Selama pencalonan kali keduanya, kata warga tadi, oknum tersebut sempat mengutarakan janji ‘politiknya’. Dalam janjinya itu, si oknum mengatakan akan memberikan bantuan air bersih untuk warga. Nah, atas janji itu pula si oknum meminta warga yang memiliki tanah, bersedia mewakafkan tanahnya untuk penempatan toren (bak penampungan air bersih ) skala besar.
Janji politik pun bak gayung bersambut. Ada salah seorang warga yang bersedia menyerahkan bidang tanahnya untuk lokasi bak penampungan air. Belakangan, setelah prosesi pemilihan kepala desa, oknum ini tidak terpilih. Jabatan kades berpindah ke pihak lain.
“Nah, mungkin disinilah persoalannya muncul. Padagal, awal-awal warga mengambil air di situ, tidak ada yang ditarik bayaran,” ungkap warga tersebut.
Namun, seiring gagalnya pencalonan oknum, si pemilik tanah justeru yang mematok harga air. Per jamnya Rp10 ribu. Dia mengistilahkan dengan ‘iuran’ . “Sudah enam tahun ini kami bayar iuran air ini,” tuturnya.
Sejumlah warga yang ditanyai wartawan, mengaku keberatan dengan pemberlakukan dana iuran tersebut. Namun, mereka tidak bisa menolaknya, terlebih saat ini kondisi kemarau panjang yanh tidak memungkinkan bagi warga sekitar untuk tidak membeli.
“Ya. Yang punya tanah yang memngatakan kepada kami (warga), per jam dikenaui biaya per orang. Alasannya, uang iuran itu nantinya dikumpulin untuk kas desa, digunakan untuk perbaikan mesin air kalau rusak, serta membeli token listrik,” katanya.
Alasan lain yang dijadikan parameter si pemilik tanah, adalah Desa Karang Kumbang. “Di desa itu juga dikenakan tarif air, pewr kubiknya Rp30 ribu,” kata warga tersebut, mengutip pernyataan pemilik tanah. Jika di Dusun Suka Banjar dikenakan biaya Rp10 ribu, dia menilai jumlah tersebut adalah wajar adanya.

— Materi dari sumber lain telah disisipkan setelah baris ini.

//! Per-frame overlay engine: pose landmarks and classifier labels in, drawing
//! primitives out.
//!
//! A [`PoseOverlay`] is built once with its configuration and paints, then
//! [`PoseOverlay::render`] is called once per frame. Every call starts from
//! fresh frame-local state, so nothing observed in one frame (in particular
//! the depth range used for tinting) leaks into the next.

pub mod angles;
pub mod canvas;
pub mod depth;
pub mod hints;
pub mod mapper;
pub mod paint;
pub mod skeleton;

use crate::types::{CanvasInfo, OverlayConfig, PoseFrame};

use self::angles::{AngleAnnotator, AngleCatalog};
use self::canvas::{Canvas, DrawList};
use self::depth::DepthModulator;
use self::hints::{FormHintEngine, HINT_RULES, HintRule};
use self::mapper::CoordinateMapper;
use self::paint::{CLASSIFICATION_TEXT_SIZE, Palette};
use self::skeleton::SkeletonRenderer;

#[derive(Clone, Debug)]
pub struct PoseOverlay {
    config: OverlayConfig,
    palette: Palette,
    rules: Vec<HintRule>,
}

impl Default for PoseOverlay {
    fn default() -> Self {
        Self::new(OverlayConfig::default())
    }
}

impl PoseOverlay {
    pub fn new(config: OverlayConfig) -> Self {
        Self {
            config,
            palette: Palette::default(),
            rules: HINT_RULES.to_vec(),
        }
    }

    pub fn with_palette(mut self, palette: Palette) -> Self {
        self.palette = palette;
        self
    }

    pub fn with_rules(mut self, rules: Vec<HintRule>) -> Self {
        self.rules = rules;
        self
    }

    pub fn config(&self) -> &OverlayConfig {
        &self.config
    }

    pub fn render<S: AsRef<str>>(
        &self,
        frame: &PoseFrame,
        classification: &[S],
        info: &CanvasInfo,
        canvas: &mut dyn Canvas,
    ) {
        if frame.is_empty() {
            return;
        }
        if !info.is_drawable() {
            log::trace!(
                "skipping overlay for {}x{} canvas",
                info.width,
                info.height
            );
            return;
        }

        let mapper = CoordinateMapper::new(*info);

        self.draw_classification(classification, info, canvas);

        let skeleton = SkeletonRenderer {
            palette: &self.palette,
            mapper: &mapper,
            depth: DepthModulator::new(self.config.visualize_z, self.config.rescale_z),
        };
        skeleton.render(frame, canvas);

        let angles = AngleCatalog::planar(frame);

        let Some(top) = classification.first() else {
            return;
        };
        let label: &str = top.as_ref();

        if self.config.show_angles {
            let annotator = AngleAnnotator {
                palette: &self.palette,
                mapper: &mapper,
            };
            annotator.render(label, frame, &angles, canvas);
        }

        let hints = FormHintEngine {
            palette: &self.palette,
            rules: &self.rules,
        };
        let triggered = hints.render(label, &angles, info.height as f32, canvas);
        if !triggered.is_empty() {
            log::debug!("{label}: {} form hint(s)", triggered.len());
        }
    }

    /// Renders into a fresh [`DrawList`].
    pub fn render_to_list<S: AsRef<str>>(
        &self,
        frame: &PoseFrame,
        classification: &[S],
        info: &CanvasInfo,
    ) -> DrawList {
        let mut list = DrawList::new();
        self.render(frame, classification, info, &mut list);
        list
    }

    fn draw_classification<S: AsRef<str>>(
        &self,
        classification: &[S],
        info: &CanvasInfo,
        canvas: &mut dyn Canvas,
    ) {
        let t = CLASSIFICATION_TEXT_SIZE;
        let x = info.width as f32 - t * 16.0;
        let count = classification.len();
        for (i, label) in classification.iter().enumerate() {
            let y = t * 1.5 * (count - i) as f32;
            canvas.draw_text(label.as_ref(), x, y, &self.palette.classification_text);
        }
    }
}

Hingga berita ini dirilis, waerawan Haluan Lampung belum berhasil mengonfirmasi Kepala PDAM Lampung Selatan. Akan halnya pemilik tanah wakaf, serta mantan kades yang disebut-sebut warga dusun sebagai pihak yang menetapkan ongkos atau biaya operasional bantuan air bersih.(*)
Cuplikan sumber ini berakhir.